→ DIRECTIONS FOR THIS TASK: Extract the final stretch of the data: the line that contains "pub mod proof;" and every line after it, unaltered, and no other lines.
++++++++++
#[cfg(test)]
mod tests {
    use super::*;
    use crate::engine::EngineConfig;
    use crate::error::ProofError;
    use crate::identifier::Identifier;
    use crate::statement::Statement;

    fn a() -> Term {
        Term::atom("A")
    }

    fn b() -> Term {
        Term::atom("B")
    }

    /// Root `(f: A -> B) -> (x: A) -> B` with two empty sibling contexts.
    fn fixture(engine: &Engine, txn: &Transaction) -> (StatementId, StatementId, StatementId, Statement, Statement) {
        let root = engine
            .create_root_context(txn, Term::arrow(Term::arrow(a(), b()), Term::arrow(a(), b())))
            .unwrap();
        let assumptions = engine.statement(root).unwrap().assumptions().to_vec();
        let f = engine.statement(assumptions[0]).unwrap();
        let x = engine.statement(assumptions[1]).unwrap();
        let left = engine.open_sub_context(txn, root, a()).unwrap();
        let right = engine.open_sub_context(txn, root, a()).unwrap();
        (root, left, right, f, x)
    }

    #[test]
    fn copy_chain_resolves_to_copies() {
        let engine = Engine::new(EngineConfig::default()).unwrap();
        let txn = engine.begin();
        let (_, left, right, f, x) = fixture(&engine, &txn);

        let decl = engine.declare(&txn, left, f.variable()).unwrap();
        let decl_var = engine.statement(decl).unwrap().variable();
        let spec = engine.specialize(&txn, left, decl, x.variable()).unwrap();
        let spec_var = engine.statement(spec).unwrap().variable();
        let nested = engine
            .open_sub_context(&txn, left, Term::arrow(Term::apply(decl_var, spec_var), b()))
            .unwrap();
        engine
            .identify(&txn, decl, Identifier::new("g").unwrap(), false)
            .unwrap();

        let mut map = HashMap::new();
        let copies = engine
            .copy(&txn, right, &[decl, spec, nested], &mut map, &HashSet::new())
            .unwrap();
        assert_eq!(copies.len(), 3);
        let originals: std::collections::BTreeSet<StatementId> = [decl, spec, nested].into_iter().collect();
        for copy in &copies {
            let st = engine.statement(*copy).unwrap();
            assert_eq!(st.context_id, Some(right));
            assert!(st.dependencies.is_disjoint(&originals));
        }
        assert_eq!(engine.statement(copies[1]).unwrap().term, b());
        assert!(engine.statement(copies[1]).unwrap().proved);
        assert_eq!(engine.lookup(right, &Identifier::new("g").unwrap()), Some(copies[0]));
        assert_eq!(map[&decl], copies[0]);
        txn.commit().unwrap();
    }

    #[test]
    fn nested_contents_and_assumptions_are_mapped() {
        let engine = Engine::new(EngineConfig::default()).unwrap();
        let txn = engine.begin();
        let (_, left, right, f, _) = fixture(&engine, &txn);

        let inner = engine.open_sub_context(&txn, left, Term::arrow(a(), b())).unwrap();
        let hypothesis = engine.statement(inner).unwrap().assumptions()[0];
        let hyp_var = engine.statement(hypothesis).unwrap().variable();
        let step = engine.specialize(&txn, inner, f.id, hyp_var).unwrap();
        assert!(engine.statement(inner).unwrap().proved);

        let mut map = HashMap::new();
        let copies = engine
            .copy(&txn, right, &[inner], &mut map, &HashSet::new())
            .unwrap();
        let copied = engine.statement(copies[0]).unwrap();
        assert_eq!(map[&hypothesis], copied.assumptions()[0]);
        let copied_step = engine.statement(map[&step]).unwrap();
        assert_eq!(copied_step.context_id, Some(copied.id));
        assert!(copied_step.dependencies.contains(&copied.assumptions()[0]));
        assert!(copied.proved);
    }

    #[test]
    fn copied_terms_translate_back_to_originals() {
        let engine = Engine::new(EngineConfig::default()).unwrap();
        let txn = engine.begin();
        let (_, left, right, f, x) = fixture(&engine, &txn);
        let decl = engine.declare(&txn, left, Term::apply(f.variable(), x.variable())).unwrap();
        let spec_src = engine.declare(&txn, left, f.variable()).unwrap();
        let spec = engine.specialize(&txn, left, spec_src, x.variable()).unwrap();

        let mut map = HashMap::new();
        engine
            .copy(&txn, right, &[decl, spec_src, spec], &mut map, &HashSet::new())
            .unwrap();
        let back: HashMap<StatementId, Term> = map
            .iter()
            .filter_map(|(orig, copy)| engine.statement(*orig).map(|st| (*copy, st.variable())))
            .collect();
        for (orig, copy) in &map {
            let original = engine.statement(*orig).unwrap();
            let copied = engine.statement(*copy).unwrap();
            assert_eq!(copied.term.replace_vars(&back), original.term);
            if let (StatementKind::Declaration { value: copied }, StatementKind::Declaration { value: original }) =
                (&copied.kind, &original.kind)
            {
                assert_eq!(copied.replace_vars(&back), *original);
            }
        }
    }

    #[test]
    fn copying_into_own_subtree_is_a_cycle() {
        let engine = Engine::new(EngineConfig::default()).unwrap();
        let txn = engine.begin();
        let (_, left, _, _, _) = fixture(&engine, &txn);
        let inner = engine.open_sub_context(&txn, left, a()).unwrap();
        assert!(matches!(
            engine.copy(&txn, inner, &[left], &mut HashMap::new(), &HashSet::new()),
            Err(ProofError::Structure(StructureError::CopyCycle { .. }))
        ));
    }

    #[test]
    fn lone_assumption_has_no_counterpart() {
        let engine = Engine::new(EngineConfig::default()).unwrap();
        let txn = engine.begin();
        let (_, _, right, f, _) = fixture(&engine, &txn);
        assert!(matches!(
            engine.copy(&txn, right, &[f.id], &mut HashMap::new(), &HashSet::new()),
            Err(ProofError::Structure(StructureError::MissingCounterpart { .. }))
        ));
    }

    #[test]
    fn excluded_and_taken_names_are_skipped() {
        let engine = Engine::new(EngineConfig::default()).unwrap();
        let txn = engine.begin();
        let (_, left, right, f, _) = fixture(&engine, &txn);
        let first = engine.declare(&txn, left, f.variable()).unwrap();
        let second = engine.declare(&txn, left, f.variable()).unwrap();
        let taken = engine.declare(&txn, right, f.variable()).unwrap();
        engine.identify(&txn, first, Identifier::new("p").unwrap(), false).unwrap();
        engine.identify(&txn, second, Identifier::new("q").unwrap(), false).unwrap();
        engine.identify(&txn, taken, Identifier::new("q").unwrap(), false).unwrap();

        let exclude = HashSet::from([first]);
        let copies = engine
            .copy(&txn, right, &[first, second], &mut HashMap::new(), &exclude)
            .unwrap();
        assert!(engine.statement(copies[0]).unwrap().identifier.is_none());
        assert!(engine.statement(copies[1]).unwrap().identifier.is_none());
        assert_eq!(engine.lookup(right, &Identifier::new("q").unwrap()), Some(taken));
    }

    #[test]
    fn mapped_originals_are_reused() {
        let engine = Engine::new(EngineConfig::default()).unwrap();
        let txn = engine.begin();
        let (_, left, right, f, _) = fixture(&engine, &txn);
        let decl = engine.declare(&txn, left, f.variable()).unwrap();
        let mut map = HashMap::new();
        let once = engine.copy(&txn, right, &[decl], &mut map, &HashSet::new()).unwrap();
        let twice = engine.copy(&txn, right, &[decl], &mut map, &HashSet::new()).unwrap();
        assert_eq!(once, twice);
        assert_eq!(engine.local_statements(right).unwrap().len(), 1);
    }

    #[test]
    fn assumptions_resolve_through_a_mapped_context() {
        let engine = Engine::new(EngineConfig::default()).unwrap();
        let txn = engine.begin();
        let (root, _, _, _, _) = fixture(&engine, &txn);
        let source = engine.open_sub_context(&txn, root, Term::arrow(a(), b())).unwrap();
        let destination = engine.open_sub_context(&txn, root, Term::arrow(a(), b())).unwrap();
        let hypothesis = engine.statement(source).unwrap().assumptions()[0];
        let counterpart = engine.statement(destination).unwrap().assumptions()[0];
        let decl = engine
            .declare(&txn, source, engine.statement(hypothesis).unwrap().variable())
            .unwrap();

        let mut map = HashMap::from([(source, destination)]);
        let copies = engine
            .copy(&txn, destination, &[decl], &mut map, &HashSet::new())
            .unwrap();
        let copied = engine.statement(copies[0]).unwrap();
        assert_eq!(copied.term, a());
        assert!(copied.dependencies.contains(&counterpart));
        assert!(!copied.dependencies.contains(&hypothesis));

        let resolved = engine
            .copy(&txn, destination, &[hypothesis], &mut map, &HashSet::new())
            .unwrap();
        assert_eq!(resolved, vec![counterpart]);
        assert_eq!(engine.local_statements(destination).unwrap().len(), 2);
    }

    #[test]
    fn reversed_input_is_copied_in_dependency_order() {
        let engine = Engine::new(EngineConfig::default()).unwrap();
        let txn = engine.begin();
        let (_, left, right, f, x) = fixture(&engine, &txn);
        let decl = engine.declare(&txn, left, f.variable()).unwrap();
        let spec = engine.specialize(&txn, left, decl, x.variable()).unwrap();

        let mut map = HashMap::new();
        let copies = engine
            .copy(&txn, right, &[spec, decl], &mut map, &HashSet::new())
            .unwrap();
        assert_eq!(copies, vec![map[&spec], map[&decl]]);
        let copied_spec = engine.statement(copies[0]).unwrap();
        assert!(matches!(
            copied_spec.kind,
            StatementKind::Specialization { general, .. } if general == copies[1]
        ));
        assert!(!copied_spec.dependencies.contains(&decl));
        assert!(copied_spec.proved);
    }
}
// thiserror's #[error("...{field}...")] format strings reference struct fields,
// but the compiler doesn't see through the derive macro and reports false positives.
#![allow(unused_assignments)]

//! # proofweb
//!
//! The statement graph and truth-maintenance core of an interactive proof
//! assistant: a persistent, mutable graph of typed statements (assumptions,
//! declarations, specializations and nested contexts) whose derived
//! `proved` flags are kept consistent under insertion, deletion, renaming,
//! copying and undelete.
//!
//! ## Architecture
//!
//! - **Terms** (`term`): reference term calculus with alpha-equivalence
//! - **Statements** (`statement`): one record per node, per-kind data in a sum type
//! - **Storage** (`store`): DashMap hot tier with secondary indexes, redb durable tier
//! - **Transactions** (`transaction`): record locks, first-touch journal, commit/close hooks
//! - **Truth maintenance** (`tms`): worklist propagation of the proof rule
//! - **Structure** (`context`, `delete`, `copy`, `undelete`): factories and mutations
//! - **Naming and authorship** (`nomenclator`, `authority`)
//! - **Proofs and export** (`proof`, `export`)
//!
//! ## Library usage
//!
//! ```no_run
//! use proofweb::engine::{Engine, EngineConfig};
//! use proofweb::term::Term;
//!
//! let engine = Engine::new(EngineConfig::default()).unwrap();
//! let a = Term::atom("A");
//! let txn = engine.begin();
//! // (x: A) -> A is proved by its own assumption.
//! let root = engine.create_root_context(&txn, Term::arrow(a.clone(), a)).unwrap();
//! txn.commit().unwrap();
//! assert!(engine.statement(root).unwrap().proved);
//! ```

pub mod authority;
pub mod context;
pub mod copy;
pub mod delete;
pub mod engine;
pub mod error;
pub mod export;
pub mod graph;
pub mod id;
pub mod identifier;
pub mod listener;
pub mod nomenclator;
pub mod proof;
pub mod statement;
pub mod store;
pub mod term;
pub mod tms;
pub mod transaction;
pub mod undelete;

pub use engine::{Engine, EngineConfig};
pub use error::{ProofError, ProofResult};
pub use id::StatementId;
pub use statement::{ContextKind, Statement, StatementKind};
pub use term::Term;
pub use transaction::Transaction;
++++++++++
→ ANSWER BOX:
pub mod proof;
pub mod statement;
pub mod store;
pub mod term;
pub mod tms;
pub mod transaction;
pub mod undelete;

pub use engine::{Engine, EngineConfig};
pub use error::{ProofError, ProofResult};
pub use id::StatementId;
pub use statement::{ContextKind, Statement, StatementKind};
pub use term::Term;
pub use transaction::Transaction;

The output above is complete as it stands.